What the task asks:
Find and copy every line in the records that includes the string "TemplateError".

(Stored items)

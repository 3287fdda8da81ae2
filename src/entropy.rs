//! Seedable randomness for user-agent and proxy picks.
//!
//! Jobs receive an [`Entropy`] instead of reaching for a thread-local
//! generator so that a fixed seed reproduces the same sequence of picks.
use std::sync::{Mutex, PoisonError};

use rand::rngs::StdRng;
use rand::seq::SliceRandom;
use rand::{Rng, SeedableRng};

#[derive(Debug)]
pub struct Entropy {
    rng: Mutex<StdRng>,
}

impl Entropy {
    #[must_use]
    pub fn from_seed(seed: u64) -> Self {
        Self {
            rng: Mutex::new(StdRng::seed_from_u64(seed)),
        }
    }

    #[must_use]
    pub fn from_os() -> Self {
        Self {
            rng: Mutex::new(StdRng::from_entropy()),
        }
    }

    /// Creates an independent generator seeded from this one.
    #[must_use]
    pub fn fork(&self) -> Self {
        Self::from_seed(self.with_rng(|rng| rng.r#gen()))
    }

    /// Uniformly picks one element, `None` when `items` is empty.
    pub fn choose<'items, T>(&self, items: &'items [T]) -> Option<&'items T> {
        self.with_rng(|rng| items.choose(rng))
    }

    #[must_use]
    pub fn uuid(&self) -> String {
        uuid_from_bytes(self.with_rng(|rng| rng.r#gen()))
    }

    fn with_rng<T>(&self, f: impl FnOnce(&mut StdRng) -> T) -> T {
        let mut guard = self.rng.lock().unwrap_or_else(PoisonError::into_inner);
        f(&mut guard)
    }
}

impl Default for Entropy {
    fn default() -> Self {
        Self::from_os()
    }
}

/// Formats 16 random bytes as a version 4 UUID.
pub(crate) fn uuid_from_bytes(mut bytes: [u8; 16]) -> String {
    bytes[6] = (bytes[6] & 0x0f) | 0x40;
    bytes[8] = (bytes[8] & 0x3f) | 0x80;
    let mut out = String::with_capacity(36);
    for (idx, byte) in bytes.iter().enumerate() {
        if matches!(idx, 4 | 6 | 8 | 10) {
            out.push('-');
        }
        for nibble in [byte >> 4, byte & 0x0f] {
            out.push(char::from_digit(u32::from(nibble), 16).unwrap_or('0'));
        }
    }
    out
}
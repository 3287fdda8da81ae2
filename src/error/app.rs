use thiserror::Error;

use super::{ConfigError, DispatchError, JobError, TemplateError};

#[derive(Debug, Error)]
pub enum AppError {
    #[error("I/O error: {source}")]
    Io {
        #[from]
        source: std::io::Error,
    },
    #[error("CLI error: {source}")]
    Clap {
        #[from]
        source: clap::Error,
    },
    #[error("JSON error: {source}")]
    Json {
        #[from]
        source: serde_json::Error,
    },
    #[error("TOML error: {source}")]
    Toml {
        #[from]
        source: toml::de::Error,
    },
    #[error("Join error: {source}")]
    Join {
        #[from]
        source: tokio::task::JoinError,
    },
    #[error("Configuration error: {0}")]
    Config(#[from] ConfigError),
    #[error("Template error: {0}")]
    Template(#[from] TemplateError),
    #[error("Job error: {0}")]
    Job(#[from] JobError),
    #[error("Dispatch error: {0}")]
    Dispatch(#[from] DispatchError),
}

pub type AppResult<T> = Result<T, AppError>;

impl AppError {
    pub fn config<E>(error: E) -> Self
    where
        E: Into<ConfigError>,
    {
        error.into().into()
    }
}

Reply:
use super::{ConfigError, DispatchError, JobError, TemplateError};
    Template(#[from] TemplateError),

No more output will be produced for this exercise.